Grâce à une collaboration entre des collègues de Médecins sans Frontières (MSF), une équipe de recherche interdisciplinaire incluant des chercheuses et chercheurs des universités de Neuchâtel, de Lausanne et de l’EPFL ainsi que des designers, nous avons d’abord pu constater que bien que le personnel de MSF soit, en général, motivé à utiliser un système de gestion de connaissances pour trouver des documents (utilisation passive), il l’est beaucoup moins pour y ajouter du contenu ou évaluer le contenu des autres (utilisation active).

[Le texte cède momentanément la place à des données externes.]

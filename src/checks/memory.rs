use std::time::Duration;

use parking_lot::Mutex;
use sysinfo::System;

use super::{pace, Cadence, Check, CheckError, Evaluation};

const MB: f64 = 1024.0 * 1024.0;

pub struct MemoryCheck {
    name: String,
    cadence: Cadence,
    threshold: f64,
    period: Duration,
    system: Mutex<System>,
}

impl MemoryCheck {
    pub fn new(name: String, cadence: Cadence, threshold: f64, period: Duration) -> Self {
        Self {
            name,
            cadence,
            threshold,
            period,
            system: Mutex::new(System::new()),
        }
    }
}

/// Memory figures in bytes
#[derive(Debug, Clone, Copy)]
pub struct MemoryUsage {
    pub total: u64,
    pub available: u64,
    pub used: u64,
}

impl MemoryUsage {
    pub fn used_percent(&self) -> f64 {
        if self.total == 0 {
            0.0
        } else {
            self.used as f64 / self.total as f64 * 100.0
        }
    }
}

pub fn evaluate_usage(usage: MemoryUsage, threshold: f64) -> Evaluation {
    let percent = usage.used_percent();
    let status = percent >= threshold;
    let message = if status {
        format!(
            "MEM: ALERT: Memory usage {:.2}% is too high, over {:.2}% threshold",
            percent, threshold
        )
    } else {
        format!(
            "MEM: Memory usage {:.2}% is back to normal, less than {:.2}% threshold",
            percent, threshold
        )
    };
    Evaluation::new(
        status,
        message,
        format!(
            "MEM: Memory {:.0} Mb total, {:.0} Mb available, {:.0} Mb used, {:.2}% used",
            usage.total as f64 / MB,
            usage.available as f64 / MB,
            usage.used as f64 / MB,
            percent
        ),
    )
}

#[async_trait::async_trait]
impl Check for MemoryCheck {
    fn name(&self) -> &str {
        &self.name
    }

    fn cadence(&self) -> Cadence {
        self.cadence
    }

    async fn evaluate(&self) -> Result<Evaluation, CheckError> {
        pace(self.period, self.cadence).await;
        let usage = {
            let mut system = self.system.lock();
            system.refresh_memory();
            MemoryUsage {
                total: system.total_memory(),
                available: system.available_memory(),
                used: system.used_memory(),
            }
        };
        Ok(evaluate_usage(usage, self.threshold))
    }
}
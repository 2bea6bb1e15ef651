//! Nodewatch agent
//!
//! Run with: cargo run
//!
//! Environment variables:
//! - NODEWATCH_CONFIG: Path to the JSON configuration (default: conf.json)
//! - NODEWATCH_HOST: Status API bind address (default: 127.0.0.1)
//! - NODEWATCH_PORT: Status API port (default: 8080)
//! - NODEWATCH_TOKEN: Telegram bot token, overrides the config file
//! - RUST_LOG: Log level (default: info)

use nodewatch::config::MonitorConfig;
use nodewatch::engine::{resolve_hostname, Engine};
use tracing_subscriber::{layer::SubscriberExt, util::SubscriberInitExt};

#[tokio::main]
async fn main() -> Result<(), Box<dyn std::error::Error>> {
    // Initialize logging
    tracing_subscriber::registry()
        .with(
            tracing_subscriber::EnvFilter::try_from_default_env()
                .unwrap_or_else(|_| "nodewatch=info,tower_http=info".into()),
        )
        .with(tracing_subscriber::fmt::layer())
        .init();

    let config_path =
        std::env::var("NODEWATCH_CONFIG").unwrap_or_else(|_| "conf.json".to_string());
    let mut config = MonitorConfig::load(&config_path)?;
    config.apply_env();
    let hostname = resolve_hostname(&config);

    tracing::info!("Nodewatch configuration:");
    tracing::info!("  Config file: {}", config_path);
    tracing::info!("  Hostname: {}", hostname);
    tracing::info!("  Checks: {}", config.checks.iter().filter(|c| c.enabled()).count());
    tracing::info!(
        "  Log files: {}",
        config.log_files.iter().filter(|f| f.enabled).count()
    );
    tracing::info!("  Tick interval: {} seconds", config.tick_interval_secs);
    tracing::info!("  Subscribers file: {}", config.subscribers_file.display());
    tracing::info!("  Authorized users: {}", config.authorized.len());
    if config.api.enabled {
        tracing::info!("  Status API: {}:{}", config.api.host, config.api.port);
    } else {
        tracing::info!("  Status API: DISABLED");
    }
    if config.token.is_none() {
        tracing::info!("  Notifier: log (no bot token)");
    }

    println!(
        r#"
                  _                        _       _
  _ __   ___   __| | _____      ____ _| |_ ___| |__
 | '_ \ / _ \ / _` |/ _ \ \ /\ / / _` | __/ __| '_ \
 | | | | (_) | (_| |  __/\ V  V / (_| | || (__| | | |
 |_| |_|\___/ \__,_|\___| \_/\_/ \__,_|\__\___|_| |_|

 Host Monitoring Agent
 Version: {}
"#,
        env!("CARGO_PKG_VERSION")
    );

    Engine::build(config, hostname).await?.run().await?;
    Ok(())
}
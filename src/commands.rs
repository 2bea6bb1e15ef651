//! User commands: subscribing to alerts and querying current status

use std::collections::HashSet;
use std::sync::Arc;

use crate::alerts::{AlertStateTracker, StoreError, SubscriberStore};

pub const REPLY_SUBSCRIBED: &str = "Subscribed to updates!";
pub const REPLY_ALREADY_SUBSCRIBED: &str = "Already subscribed.";
pub const REPLY_NOT_AUTHORIZED: &str = "Not authorized.";
pub const REPLY_SUBSCRIBE_FAILED: &str = "Subscription failed, please try again later.";

/// Who issued a command
#[derive(Debug, Clone, PartialEq, Eq)]
pub struct Caller {
    /// Recipient id that alerts will be delivered to
    pub id: String,
    /// Name checked against the authorized list
    pub username: Option<String>,
}

impl Caller {
    pub fn new(id: impl Into<String>, username: Option<&str>) -> Self {
        Self {
            id: id.into(),
            username: username.map(str::to_string),
        }
    }
}

#[derive(Debug, Clone, Copy, PartialEq, Eq)]
pub enum SubscribeOutcome {
    Subscribed,
    AlreadySubscribed,
}

impl SubscribeOutcome {
    pub fn reply(&self) -> &'static str {
        match self {
            SubscribeOutcome::Subscribed => REPLY_SUBSCRIBED,
            SubscribeOutcome::AlreadySubscribed => REPLY_ALREADY_SUBSCRIBED,
        }
    }
}

/// Handles subscribe and status requests from chat users
pub struct CommandService {
    authorized: HashSet<String>,
    store: Arc<SubscriberStore>,
    tracker: Arc<AlertStateTracker>,
    hostname: String,
}

impl CommandService {
    pub fn new(
        authorized: impl IntoIterator<Item = String>,
        store: Arc<SubscriberStore>,
        tracker: Arc<AlertStateTracker>,
        hostname: impl Into<String>,
    ) -> Self {
        Self {
            authorized: authorized.into_iter().collect(),
            store,
            tracker,
            hostname: hostname.into(),
        }
    }

    fn authorize(&self, caller: &Caller) -> Result<(), CommandError> {
        match &caller.username {
            Some(name) if self.authorized.contains(name) => Ok(()),
            other => {
                let username = other.clone().unwrap_or_default();
                tracing::info!(user = %username, id = %caller.id, "Unauthorized command");
                Err(CommandError::NotAuthorized { username })
            }
        }
    }

    /// Add the caller to the subscriber list
    pub async fn subscribe(&self, caller: &Caller) -> Result<SubscribeOutcome, CommandError> {
        self.authorize(caller)?;

        if self.store.add(&caller.id).await? {
            tracing::info!(id = %caller.id, subscribers = self.store.len(), "New subscriber");
            Ok(SubscribeOutcome::Subscribed)
        } else {
            tracing::debug!(id = %caller.id, "Already subscribed");
            Ok(SubscribeOutcome::AlreadySubscribed)
        }
    }

    /// Current status line of every tracked check and log rule, each
    /// prefixed with the host name. Entries that never reported are skipped.
    pub fn status(&self, caller: &Caller) -> Result<Vec<String>, CommandError> {
        self.authorize(caller)?;

        Ok(self
            .tracker
            .statuses()
            .into_iter()
            .filter(|entry| !entry.message.is_empty())
            .map(|entry| format!("{}: {}", self.hostname, entry.message))
            .collect())
    }

    /// Reply text for a subscribe attempt
    pub async fn subscribe_reply(&self, caller: &Caller) -> String {
        match self.subscribe(caller).await {
            Ok(outcome) => outcome.reply().to_string(),
            Err(CommandError::NotAuthorized { .. }) => REPLY_NOT_AUTHORIZED.to_string(),
            Err(e) => {
                tracing::error!(id = %caller.id, error = %e, "Failed to persist subscriber");
                REPLY_SUBSCRIBE_FAILED.to_string()
            }
        }
    }

    /// Reply texts for a status request
    pub fn status_replies(&self, caller: &Caller) -> Vec<String> {
        match self.status(caller) {
            Ok(lines) => lines,
            Err(_) => vec![REPLY_NOT_AUTHORIZED.to_string()],
        }
    }
}

/// Command errors
#[derive(Debug, thiserror::Error)]
pub enum CommandError {
    #[error("User '{username}' is not authorized")]
    NotAuthorized { username: String },

    #[error(transparent)]
    Store(#[from] StoreError),
}
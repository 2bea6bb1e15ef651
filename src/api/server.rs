use axum::{routing::get, Router};
use std::future::Future;
use std::net::SocketAddr;
use std::sync::Arc;
use tokio::net::TcpListener;
use tower_http::cors::{Any, CorsLayer};
use tower_http::trace::TraceLayer;

use super::handlers::{check_status, health_check, list_checks, status, subscribers, AppState};
use crate::config::ApiConfig;

/// Build the application router
pub fn build_router(state: Arc<AppState>) -> Router {
    Router::new()
        // Health check
        .route("/health", get(health_check))
        // Alert state
        .route("/status", get(status))
        .route("/status/:name", get(check_status))
        .route("/checks", get(list_checks))
        // Subscribers
        .route("/subscribers", get(subscribers))
        // Middleware
        .layer(TraceLayer::new_for_http())
        .layer(
            CorsLayer::new()
                .allow_origin(Any)
                .allow_methods(Any)
                .allow_headers(Any),
        )
        .with_state(state)
}

/// Serve the status API until `shutdown` resolves
pub async fn run_server(
    config: &ApiConfig,
    state: Arc<AppState>,
    shutdown: impl Future<Output = ()> + Send + 'static,
) -> Result<(), Box<dyn std::error::Error + Send + Sync>> {
    let app = build_router(state);

    let addr: SocketAddr = format!("{}:{}", config.host, config.port).parse()?;
    tracing::info!("Starting status API on {}", addr);

    let listener = TcpListener::bind(addr).await?;
    axum::serve(listener, app)
        .with_graceful_shutdown(shutdown)
        .await?;

    tracing::info!("Status API stopped");
    Ok(())
}

#[cfg(test)]
mod tests {
    use super::*;
    use crate::alerts::notifier::testing::RecordingNotifier;
    use crate::alerts::{AlertDispatcher, AlertStateTracker, Scheduler, SubscriberStore};
    use crate::checks::{Cadence, Check, CheckError, Evaluation};
    use axum::body::Body;
    use axum::http::{Request, StatusCode};
    use std::time::Duration;
    use tower::util::ServiceExt;

    struct FixedCheck;

    #[async_trait::async_trait]
    impl Check for FixedCheck {
        fn name(&self) -> &str {
            "Sync"
        }

        fn cadence(&self) -> Cadence {
            Cadence::Ticked
        }

        async fn evaluate(&self) -> Result<Evaluation, CheckError> {
            Ok(Evaluation::new(true, "SYNC: ALERT: behind", "SYNC: behind"))
        }
    }

    async fn create_test_app() -> Router {
        let store = Arc::new(SubscriberStore::in_memory());
        store.add("1001").await.unwrap();
        store.add("1002").await.unwrap();
        let notifier = Arc::new(RecordingNotifier::default());
        let (queue, _dispatcher) = AlertDispatcher::new(10, Arc::clone(&store), notifier);
        let tracker = Arc::new(AlertStateTracker::new(queue));

        let mut scheduler = Scheduler::new(Arc::clone(&tracker), Duration::from_secs(60));
        scheduler.register(Arc::new(FixedCheck), Cadence::Ticked);
        scheduler.run_batch().await;
        tracker
            .report("CPU", Evaluation::new(false, "", "CPU: Current CPU load (all CPUs) is 3.00%"))
            .await;

        let state = Arc::new(AppState {
            tracker,
            store,
            checks: scheduler.checks().to_vec(),
            hostname: "node-1".to_string(),
        });
        build_router(state)
    }

    async fn get_json(app: Router, uri: &str) -> (StatusCode, serde_json::Value) {
        let response = app
            .oneshot(Request::builder().uri(uri).body(Body::empty()).unwrap())
            .await
            .unwrap();
        let status = response.status();
        let bytes = axum::body::to_bytes(response.into_body(), usize::MAX)
            .await
            .unwrap();
        (status, serde_json::from_slice(&bytes).unwrap())
    }

    #[tokio::test]
    async fn test_health_check() {
        let app = create_test_app().await;
        let (status, body) = get_json(app, "/health").await;
        assert_eq!(status, StatusCode::OK);
        assert_eq!(body["status"], "healthy");
    }

    #[tokio::test]
    async fn test_status_lists_every_check() {
        let app = create_test_app().await;
        let (status, body) = get_json(app, "/status").await;

        assert_eq!(status, StatusCode::OK);
        assert_eq!(body["hostname"], "node-1");
        assert_eq!(body["alerting"], 1);
        let checks = body["checks"].as_array().unwrap();
        assert_eq!(checks.len(), 2);
        assert_eq!(checks[0]["name"], "CPU");
        assert_eq!(checks[1]["name"], "Sync");
        assert_eq!(checks[1]["alerting"], true);
        assert_eq!(checks[1]["message"], "SYNC: behind");
    }

    #[tokio::test]
    async fn test_single_check_status() {
        let app = create_test_app().await;
        let (status, body) = get_json(app.clone(), "/status/Sync").await;
        assert_eq!(status, StatusCode::OK);
        assert_eq!(body["alerting"], true);

        let (status, body) = get_json(app, "/status/Nope").await;
        assert_eq!(status, StatusCode::NOT_FOUND);
        assert!(body["error"].as_str().unwrap().contains("Nope"));
    }

    #[tokio::test]
    async fn test_list_checks() {
        let app = create_test_app().await;
        let (status, body) = get_json(app, "/checks").await;
        assert_eq!(status, StatusCode::OK);
        assert_eq!(body[0]["name"], "Sync");
        assert_eq!(body[0]["cadence"], "ticked");
        assert_eq!(body[0]["enabled"], true);
    }

    #[tokio::test]
    async fn test_subscriber_count() {
        let app = create_test_app().await;
        let (status, body) = get_json(app, "/subscribers").await;
        assert_eq!(status, StatusCode::OK);
        assert_eq!(body["count"], 2);
    }
}
//! Fan-out of alert messages to subscribers.
//!
//! Producers push plain text into a bounded [`AlertQueue`]; a single
//! [`AlertDispatcher`] drains it in FIFO order and delivers every message to
//! the subscribers present when the message is dequeued.

use std::sync::Arc;

use futures::future::join_all;
use tokio::sync::mpsc;

use super::notifier::Notifier;
use super::subscribers::SubscriberStore;

/// Producer side of the dispatch queue
#[derive(Clone)]
pub struct AlertQueue {
    tx: mpsc::Sender<String>,
}

impl AlertQueue {
    /// Queue `message`, waiting while the queue is full
    pub async fn enqueue(&self, message: String) {
        if self.tx.send(message).await.is_err() {
            tracing::error!("Alert dispatcher is gone, message dropped");
        }
    }
}

/// Outcome of delivering one message
#[derive(Debug, Default, Clone, PartialEq)]
pub struct DispatchReport {
    pub delivered: usize,
    pub failed: usize,
}

/// Single consumer of the dispatch queue
pub struct AlertDispatcher {
    rx: mpsc::Receiver<String>,
    store: Arc<SubscriberStore>,
    notifier: Arc<dyn Notifier>,
    prefix: Option<String>,
}

impl AlertDispatcher {
    /// Create a dispatcher and the queue feeding it
    pub fn new(
        capacity: usize,
        store: Arc<SubscriberStore>,
        notifier: Arc<dyn Notifier>,
    ) -> (AlertQueue, Self) {
        let (tx, rx) = mpsc::channel(capacity.max(1));
        (
            AlertQueue { tx },
            Self {
                rx,
                store,
                notifier,
                prefix: None,
            },
        )
    }

    /// Prefix every delivered message with `"{host}: "`
    pub fn with_hostname(mut self, host: impl Into<String>) -> Self {
        self.prefix = Some(host.into());
        self
    }

    #[cfg(test)]
    pub(crate) fn rx_mut(&mut self) -> &mut mpsc::Receiver<String> {
        &mut self.rx
    }

    /// Drain the queue until every producer is dropped
    pub async fn run(mut self) {
        tracing::info!(
            channel = self.notifier.channel_name(),
            "Alert dispatcher started"
        );
        while let Some(message) = self.rx.recv().await {
            self.dispatch(&message).await;
        }
        tracing::info!("Alert dispatcher stopped");
    }

    /// Deliver one message to a snapshot of the current subscribers
    pub async fn dispatch(&self, message: &str) -> DispatchReport {
        let recipients = self.store.snapshot();
        let text = match &self.prefix {
            Some(host) => format!("{}: {}", host, message),
            None => message.to_string(),
        };

        tracing::info!(subscribers = recipients.len(), "{}", text);
        if recipients.is_empty() {
            return DispatchReport::default();
        }

        let sends = recipients.iter().map(|recipient| {
            let notifier = Arc::clone(&self.notifier);
            let text = text.as_str();
            async move {
                match notifier.send(recipient, text).await {
                    Ok(()) => true,
                    Err(e) => {
                        tracing::warn!(
                            recipient = %recipient,
                            channel = notifier.channel_name(),
                            error = %e,
                            "Notification delivery failed"
                        );
                        false
                    }
                }
            }
        });

        let results = join_all(sends).await;
        let delivered = results.iter().filter(|ok| **ok).count();
        DispatchReport {
            delivered,
            failed: results.len() - delivered,
        }
    }
}

#[cfg(test)]
mod tests {
    use super::*;
    use crate::alerts::notifier::testing::RecordingNotifier;
    use crate::alerts::notifier::NotifyError;
    use tokio_test::{assert_pending, assert_ready};

    async fn store_with(ids: &[&str]) -> Arc<SubscriberStore> {
        let store = Arc::new(SubscriberStore::in_memory());
        for id in ids {
            store.add(id).await.unwrap();
        }
        store
    }

    #[tokio::test]
    async fn test_dispatch_reaches_every_subscriber() {
        let store = store_with(&["A", "B"]).await;
        let notifier = Arc::new(RecordingNotifier::default());
        let (_queue, dispatcher) = AlertDispatcher::new(10, store, notifier.clone());
        let dispatcher = dispatcher.with_hostname("node-1");

        let report = dispatcher.dispatch("CPU: ALERT: high").await;
        assert_eq!(report, DispatchReport { delivered: 2, failed: 0 });
        assert_eq!(notifier.received_by("A"), vec!["node-1: CPU: ALERT: high"]);
        assert_eq!(notifier.received_by("B"), vec!["node-1: CPU: ALERT: high"]);
    }

    #[tokio::test]
    async fn test_failed_recipient_does_not_block_others() {
        let store = store_with(&["A", "B", "C"]).await;
        let notifier = Arc::new(RecordingNotifier::default());
        notifier.fail_for("B");
        let (_queue, dispatcher) = AlertDispatcher::new(10, store, notifier.clone());

        let report = dispatcher.dispatch("first").await;
        assert_eq!(report, DispatchReport { delivered: 2, failed: 1 });
        assert_eq!(notifier.received_by("A"), vec!["first"]);
        assert_eq!(notifier.received_by("C"), vec!["first"]);

        // later messages still go out
        let report = dispatcher.dispatch("second").await;
        assert_eq!(report.delivered, 2);
    }

    /// Subscribes a newcomer the first time anything is sent
    struct SubscribingNotifier {
        inner: RecordingNotifier,
        store: Arc<SubscriberStore>,
    }

    #[async_trait::async_trait]
    impl Notifier for SubscribingNotifier {
        async fn send(&self, recipient: &str, text: &str) -> Result<(), NotifyError> {
            self.store.add("C").await.unwrap();
            self.inner.send(recipient, text).await
        }

        fn channel_name(&self) -> &str {
            "subscribing"
        }
    }

    #[tokio::test]
    async fn test_snapshot_taken_at_dequeue() {
        let store = store_with(&["A", "B"]).await;
        let notifier = Arc::new(SubscribingNotifier {
            inner: RecordingNotifier::default(),
            store: Arc::clone(&store),
        });
        let (queue, dispatcher) = AlertDispatcher::new(10, Arc::clone(&store), notifier.clone());

        queue.enqueue("one".to_string()).await;
        queue.enqueue("two".to_string()).await;
        drop(queue);
        dispatcher.run().await;

        assert_eq!(notifier.inner.received_by("A"), vec!["one", "two"]);
        assert_eq!(notifier.inner.received_by("B"), vec!["one", "two"]);
        // joined while "one" was being sent
        assert_eq!(notifier.inner.received_by("C"), vec!["two"]);
    }

    #[tokio::test]
    async fn test_enqueue_blocks_when_full() {
        let store = Arc::new(SubscriberStore::in_memory());
        let notifier = Arc::new(RecordingNotifier::default());
        let (queue, mut dispatcher) = AlertDispatcher::new(1, store, notifier);

        queue.enqueue("fills the queue".to_string()).await;

        let mut blocked = tokio_test::task::spawn(queue.enqueue("waits".to_string()));
        assert_pending!(blocked.poll());

        assert_eq!(dispatcher.rx.recv().await.as_deref(), Some("fills the queue"));
        assert!(blocked.is_woken());
        assert_ready!(blocked.poll());
        assert_eq!(dispatcher.rx.recv().await.as_deref(), Some("waits"));
    }

    #[tokio::test]
    async fn test_no_subscribers() {
        let store = Arc::new(SubscriberStore::in_memory());
        let notifier = Arc::new(RecordingNotifier::default());
        let (_queue, dispatcher) = AlertDispatcher::new(4, store, notifier.clone());

        assert_eq!(dispatcher.dispatch("nobody").await, DispatchReport::default());
        assert!(notifier.sent.lock().is_empty());
    }
}
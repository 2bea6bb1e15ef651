//! Tail-style reader for a growing log file

use std::collections::VecDeque;
use std::io::SeekFrom;
use std::path::{Path, PathBuf};
use std::time::Duration;

use tokio::fs::File;
use tokio::io::{AsyncReadExt, AsyncSeekExt};

/// Default delay between polls when the file has no new data
pub const DEFAULT_POLL_INTERVAL: Duration = Duration::from_millis(250);

const READ_CHUNK: usize = 8192;

/// Follows a file from its end, yielding complete lines as they are appended.
///
/// The file is reopened from the start when it is replaced (new inode on
/// unix) or truncated below the current read position.
pub struct FileFollower {
    path: PathBuf,
    file: File,
    position: u64,
    identity: Option<u64>,
    partial: Vec<u8>,
    pending: VecDeque<String>,
    poll_interval: Duration,
}

impl FileFollower {
    /// Open `path` and position at end-of-file
    pub async fn open(path: impl AsRef<Path>) -> Result<Self, FollowError> {
        let path = path.as_ref().to_path_buf();
        let mut file = File::open(&path).await.map_err(|source| FollowError::Open {
            path: path.clone(),
            source,
        })?;
        let metadata = file.metadata().await.map_err(|source| FollowError::Io {
            path: path.clone(),
            source,
        })?;
        let position = file
            .seek(SeekFrom::End(0))
            .await
            .map_err(|source| FollowError::Io {
                path: path.clone(),
                source,
            })?;

        Ok(Self {
            path,
            file,
            position,
            identity: file_identity(&metadata),
            partial: Vec::new(),
            pending: VecDeque::new(),
            poll_interval: DEFAULT_POLL_INTERVAL,
        })
    }

    pub fn with_poll_interval(mut self, interval: Duration) -> Self {
        self.poll_interval = interval;
        self
    }

    pub fn path(&self) -> &Path {
        &self.path
    }

    /// Wait for the next complete line, without its line terminator
    pub async fn next_line(&mut self) -> Result<String, FollowError> {
        loop {
            if let Some(line) = self.pending.pop_front() {
                return Ok(line);
            }
            if self.read_available().await? > 0 {
                continue;
            }
            if self.reopen_if_replaced().await? {
                continue;
            }
            tokio::time::sleep(self.poll_interval).await;
        }
    }

    async fn read_available(&mut self) -> Result<usize, FollowError> {
        let mut buf = [0u8; READ_CHUNK];
        let mut total = 0;
        loop {
            let n = self.file.read(&mut buf).await.map_err(|source| FollowError::Io {
                path: self.path.clone(),
                source,
            })?;
            if n == 0 {
                break;
            }
            total += n;
            self.position += n as u64;
            self.partial.extend_from_slice(&buf[..n]);
        }

        while let Some(end) = self.partial.iter().position(|b| *b == b'\n') {
            let rest = self.partial.split_off(end + 1);
            let mut line = std::mem::replace(&mut self.partial, rest);
            line.pop();
            if line.last() == Some(&b'\r') {
                line.pop();
            }
            self.pending
                .push_back(String::from_utf8_lossy(&line).into_owned());
        }
        Ok(total)
    }

    /// Reopen from the start if the path now points at a different or
    /// shorter file. A temporarily missing file is waited on.
    async fn reopen_if_replaced(&mut self) -> Result<bool, FollowError> {
        let metadata = match tokio::fs::metadata(&self.path).await {
            Ok(metadata) => metadata,
            Err(e) if e.kind() == std::io::ErrorKind::NotFound => return Ok(false),
            Err(source) => {
                return Err(FollowError::Io {
                    path: self.path.clone(),
                    source,
                })
            }
        };

        let identity = file_identity(&metadata);
        let replaced = identity != self.identity;
        let truncated = metadata.len() < self.position;
        if !replaced && !truncated {
            return Ok(false);
        }

        let file = match File::open(&self.path).await {
            Ok(file) => file,
            Err(e) if e.kind() == std::io::ErrorKind::NotFound => return Ok(false),
            Err(source) => {
                return Err(FollowError::Open {
                    path: self.path.clone(),
                    source,
                })
            }
        };

        tracing::info!(
            path = %self.path.display(),
            replaced,
            truncated,
            "Log file rotated, reading from start"
        );
        self.file = file;
        self.position = 0;
        self.identity = identity;
        self.partial.clear();
        Ok(true)
    }
}

#[cfg(unix)]
fn file_identity(metadata: &std::fs::Metadata) -> Option<u64> {
    use std::os::unix::fs::MetadataExt;
    Some(metadata.ino())
}

#[cfg(not(unix))]
fn file_identity(_metadata: &std::fs::Metadata) -> Option<u64> {
    None
}

/// File following errors
#[derive(Debug, thiserror::Error)]
pub enum FollowError {
    #[error("Failed to open {path}: {source}")]
    Open {
        path: PathBuf,
        source: std::io::Error,
    },

    #[error("Failed to read {path}: {source}")]
    Io {
        path: PathBuf,
        source: std::io::Error,
    },
}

Une des idées de ce projet de recherche était d’investiguer la manière dont des concepts de gamification, c’est-à-dire l’utilisation de mécanismes de jeux (par exemple: points, badges, niveaux, statut) dans des systèmes qui ne sont pas ludiques, pouvaient motiver les collaborateurs à partager leur connaissance.

Nous nous sommes focalisés sur la manière dont le feedback, qui permet notamment de visualiser le niveau de contribution, pouvait avoir des effets bénéfiques. Pour cela nous avons conçu plusieurs visualisations, comme un profil personnel reflétant le statut individuel, ou encore une visualisation originale des activités sous la forme d’un aquarium virtuel. Imaginez que, lors d’une mission, vous puissiez collaborer avec plusieurs collègues sur des documents communs et que vos activités soient représentées en temps réel dans cet aquarium. Par exemple, plus vos collègues contribuent activement (par la mise à disposition de fichiers), plus le poisson qui les représente (de manière anonyme) est grand. Ou plus vous ajoutez de commentaires sur les fichiers existants, plus les algues qui poussent sur les rochers sont nombreuses. Le but de cet aquarium virtuel est d’être visible dans une salle commune pour permettre aux collaborateurs de se rendre compte de l’activité en ligne. De la même manière qu’un aquarium réel demande de l’entretien, cet aquarium virtuel démontre qu’il faut contribuer aux informations digitales pour qu’elles “vivent” et restent pertinentes.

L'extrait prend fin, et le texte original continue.